Contra Costa County Reports Email Account Security Breach

Contra Costa County based in California has reported unauthorized access to employee email accounts and the compromise of sensitive personal data. As per the forensic investigation into the breach, unauthorized persons accessed employee email accounts from June 24, 2021 to Aug. 12, 2021.

Based on the substitute breach notice posted on the website of Contra Costa County, the email accounts stored data of employees and people who had earlier gotten in touch with the County’s Employment and Human Services Department. The exposed information included names, driver’s license numbers, Social Security numbers, state-issued I.D. numbers, passport numbers, financial account numbers, medical data, and/or medical insurance details.

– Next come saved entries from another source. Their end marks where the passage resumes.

//! Typed automation configuration loaded from a flat JSON document.
//!
//! Every key has an explicit default; values are validated once at load time so the
//! rest of the crate never has to second-guess them.

use serde::{Deserialize, Deserializer, Serialize};
use std::collections::HashMap;
use std::fs::File;
use std::io::{BufWriter, Write};
use std::path::{Path, PathBuf};
use thiserror::Error;

/// A specialized `Result` type for configuration loading.
pub type ConfigResult<T> = Result<T, ConfigError>;

#[derive(Debug, Error)]
pub enum ConfigError {
    #[error("Failed to read config {path:?}: {source}")]
    Read {
        path: PathBuf,
        source: std::io::Error,
    },

    #[error("Failed to write config {path:?}: {source}")]
    Write {
        path: PathBuf,
        source: std::io::Error,
    },

    #[error("Config {path:?} is not valid JSON: {source}")]
    Parse {
        path: PathBuf,
        source: serde_json::Error,
    },

    #[error("Invalid config value for '{field}': {reason}")]
    Invalid { field: &'static str, reason: String },
}

#[derive(Debug, Clone, Copy, PartialEq, Eq, Serialize, Deserialize)]
#[serde(rename_all = "snake_case")]
pub enum MatchingAlgorithm {
    /// Correlation coefficient only
    Basic,
    /// Adaptive threshold plus the three-method comparison
    MultiMethod,
    /// Full escalating pipeline
    Enhanced,
}

#[derive(Debug, Clone, Copy, PartialEq, Eq, Serialize, Deserialize)]
#[serde(rename_all = "snake_case")]
pub enum TraversalMode {
    /// Click one fixed-offset child, select-all, confirm
    SinglePass,
    /// Walk every child below the parent until the failure budget runs out
    FullWalk,
    /// Locate each configured child by its own template
    PerChild,
}

/// One link of the per-child action chain.
#[derive(Debug, Clone, PartialEq, Serialize, Deserialize)]
pub struct ChainStep {
    pub template: String,
    #[serde(default)]
    pub optional: bool,
}

impl ChainStep {
    pub fn required(template: &str) -> Self {
        Self {
            template: template.to_string(),
            optional: false,
        }
    }

    pub fn optional(template: &str) -> Self {
        Self {
            template: template.to_string(),
            optional: true,
        }
    }
}

#[derive(Debug, Clone, PartialEq, Serialize, Deserialize)]
#[serde(default)]
pub struct AutomationConfig {
    /// Base confidence for every template (0.0 to 1.0)
    pub confidence_threshold: f32,
    /// Minimum open/closed confidence gap for a decisive node state
    pub confidence_diff_threshold: f32,
    /// Per-template base confidence overrides
    pub template_confidence: HashMap<String, f32>,

    /// Seconds to wait after each click
    pub click_delay: f64,
    /// Seconds to wait after opening a node and between children
    pub operation_delay: f64,
    /// Seconds to wait for a menu to render before capturing it
    pub menu_delay: f64,

    /// Height of one tree row in logical pixels
    pub node_height: u32,
    /// Frame pixels per input pixel
    #[serde(alias = "manual_dpr")]
    pub display_scale: f64,

    pub matching_algorithm: MatchingAlgorithm,
    pub enable_multi_scale: bool,
    pub enable_preprocessing: bool,
    pub adaptive_confidence: bool,
    pub scale_range: [f32; 2],
    pub scale_steps: usize,

    #[serde(alias = "window_title", deserialize_with = "one_or_many")]
    pub window_titles: Vec<String>,
    #[serde(alias = "app_name", deserialize_with = "one_or_many")]
    pub app_names: Vec<String>,

    pub templates_dir: PathBuf,

    pub traversal_mode: TraversalMode,
    /// Children addressed directly before pagination starts
    pub direct_children: usize,
    pub pagination_stride: usize,
    pub pagination_base_offset: usize,
    pub single_pass_child_offset: usize,
    pub failure_budget_full_walk: usize,
    pub failure_budget_per_child: usize,
    pub max_children: Option<usize>,

    pub recovery_cursor_shift: i32,
    pub recovery_scrolls_full_walk: usize,
    pub recovery_scrolls_single_pass: usize,
    pub assume_open_on_unknown: bool,

    pub chain_steps: Vec<ChainStep>,
    #[serde(alias = "attachment_subnodes")]
    pub child_templates: Vec<String>,

    pub debug_mode: bool,
}

impl Default for AutomationConfig {
    fn default() -> Self {
        Self {
            confidence_threshold: 0.8,
            confidence_diff_threshold: 0.05,
            template_confidence: HashMap::new(),
            click_delay: 5.0,
            operation_delay: 2.0,
            menu_delay: 0.5,
            node_height: 20,
            display_scale: 1.0,
            matching_algorithm: MatchingAlgorithm::Enhanced,
            enable_multi_scale: true,
            enable_preprocessing: true,
            adaptive_confidence: true,
            scale_range: [0.8, 1.2],
            scale_steps: 9,
            window_titles: vec!["Spine".to_string()],
            app_names: Vec::new(),
            templates_dir: PathBuf::from("templates"),
            traversal_mode: TraversalMode::FullWalk,
            direct_children: 10,
            pagination_stride: 3,
            pagination_base_offset: 9,
            single_pass_child_offset: 1,
            failure_budget_full_walk: 1,
            failure_budget_per_child: 2,
            max_children: None,
            recovery_cursor_shift: 40,
            recovery_scrolls_full_walk: 10,
            recovery_scrolls_single_pass: 3,
            assume_open_on_unknown: true,
            chain_steps: vec![
                ChainStep::required("grid_edit"),
                ChainStep::required("grid_draw"),
                ChainStep::optional("draw_sure"),
            ],
            child_templates: Vec::new(),
            debug_mode: false,
        }
    }
}

impl AutomationConfig {
    /// Parse and validate a JSON document
    pub fn from_json(json: &str, path: &Path) -> ConfigResult<Self> {
        let config: Self = serde_json::from_str(json).map_err(|source| ConfigError::Parse {
            path: path.to_path_buf(),
            source,
        })?;
        config.validate()?;
        Ok(config)
    }

    /// Load from disk; a missing file yields the defaults
    pub fn load(path: &Path) -> ConfigResult<Self> {
        if !path.exists() {
            log::info!("⚙️ Config {:?} not found, using defaults", path);
            return Ok(Self::default());
        }
        let json = std::fs::read_to_string(path).map_err(|source| ConfigError::Read {
            path: path.to_path_buf(),
            source,
        })?;
        let config = Self::from_json(&json, path)?;
        log::info!("⚙️ Config loaded from {:?}", path);
        Ok(config)
    }

    /// Write this configuration as pretty JSON
    pub fn save(&self, path: &Path) -> ConfigResult<()> {
        let write_error = |source: std::io::Error| ConfigError::Write {
            path: path.to_path_buf(),
            source,
        };
        let mut writer = BufWriter::new(File::create(path).map_err(write_error)?);
        serde_json::to_writer_pretty(&mut writer, self)
            .map_err(|e| write_error(e.into()))?;
        writer.flush().map_err(write_error)
    }

    pub fn validate(&self) -> ConfigResult<()> {
        check_unit("confidence_threshold", self.confidence_threshold)?;
        check_unit("confidence_diff_threshold", self.confidence_diff_threshold)?;
        for value in self.template_confidence.values() {
            check_unit("template_confidence", *value)?;
        }
        check_delay("click_delay", self.click_delay)?;
        check_delay("operation_delay", self.operation_delay)?;
        check_delay("menu_delay", self.menu_delay)?;

        if self.node_height == 0 {
            return invalid("node_height", "must be greater than zero");
        }
        if !(self.display_scale.is_finite() && self.display_scale > 0.0) {
            return invalid("display_scale", format!("{} is not a positive scale", self.display_scale));
        }

        let [min, max] = self.scale_range;
        if !(min > 0.0 && min <= max && max.is_finite()) {
            return invalid("scale_range", format!("[{min}, {max}] must satisfy 0 < min <= max"));
        }
        if self.scale_steps == 0 {
            return invalid("scale_steps", "must be at least 1");
        }

        if self.pagination_stride == 0 {
            return invalid("pagination_stride", "must be at least 1");
        }
        if self.failure_budget_full_walk == 0 {
            return invalid("failure_budget_full_walk", "must be at least 1");
        }
        if self.failure_budget_per_child == 0 {
            return invalid("failure_budget_per_child", "must be at least 1");
        }
        if self.single_pass_child_offset == 0 {
            return invalid("single_pass_child_offset", "must be at least 1");
        }
        if self.recovery_cursor_shift < 0 {
            return invalid("recovery_cursor_shift", "must not be negative");
        }
        if let Some(step) = self.chain_steps.iter().find(|s| s.template.trim().is_empty()) {
            return invalid("chain_steps", format!("step {:?} has an empty template name", step));
        }
        Ok(())
    }

    /// Base confidence for a named template
    pub fn base_confidence_for(&self, template: &str) -> f32 {
        self.template_confidence
            .get(template)
            .copied()
            .unwrap_or(self.confidence_threshold)
    }

    /// Consecutive-failure budget of the enumeration loop. Single pass runs one chain
    /// and never consults it.
    pub fn failure_budget(&self) -> usize {
        match self.traversal_mode {
            TraversalMode::PerChild => self.failure_budget_per_child,
            TraversalMode::FullWalk | TraversalMode::SinglePass => self.failure_budget_full_walk,
        }
    }

    /// Upward scrolls issued by node-state recovery in the configured mode
    pub fn recovery_scrolls(&self) -> usize {
        match self.traversal_mode {
            TraversalMode::SinglePass => self.recovery_scrolls_single_pass,
            TraversalMode::FullWalk | TraversalMode::PerChild => self.recovery_scrolls_full_walk,
        }
    }
}

fn invalid<T>(field: &'static str, reason: impl Into<String>) -> ConfigResult<T> {
    Err(ConfigError::Invalid {
        field,
        reason: reason.into(),
    })
}

fn check_unit(field: &'static str, value: f32) -> ConfigResult<()> {
    if (0.0..=1.0).contains(&value) {
        Ok(())
    } else {
        invalid(field, format!("{value} is outside 0.0..=1.0"))
    }
}

fn check_delay(field: &'static str, value: f64) -> ConfigResult<()> {
    if value.is_finite() && value >= 0.0 {
        Ok(())
    } else {
        invalid(field, format!("{value} is not a non-negative number of seconds"))
    }
}

/// Accept either `"Spine"` or `["Spine", "Spine Pro"]`; null means empty.
fn one_or_many<'de, D>(deserializer: D) -> Result<Vec<String>, D::Error>
where
    D: Deserializer<'de>,
{
    #[derive(Deserialize)]
    #[serde(untagged)]
    enum OneOrMany {
        One(String),
        Many(Vec<String>),
    }

    Ok(match Option::<OneOrMany>::deserialize(deserializer)? {
        Some(OneOrMany::One(s)) => vec![s],
        Some(OneOrMany::Many(v)) => v,
        None => Vec::new(),
    })
}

Although unauthorized email account access was established, it wasn’t possible to ascertain whether any emails or file attachments contained in the accounts were viewed or copied. The date when the breach was discovered is uncertain; nevertheless, Contra Costa County stated the breach investigation ended on March 11, 2022. Notification letters had been mailed to impacted persons on April 15, 2022. Free credit monitoring services were provided to qualified persons.

The breach is not yet posted on the HHS’ Office for Civil Rights breach website, therefore it is still unknown how many people were impacted.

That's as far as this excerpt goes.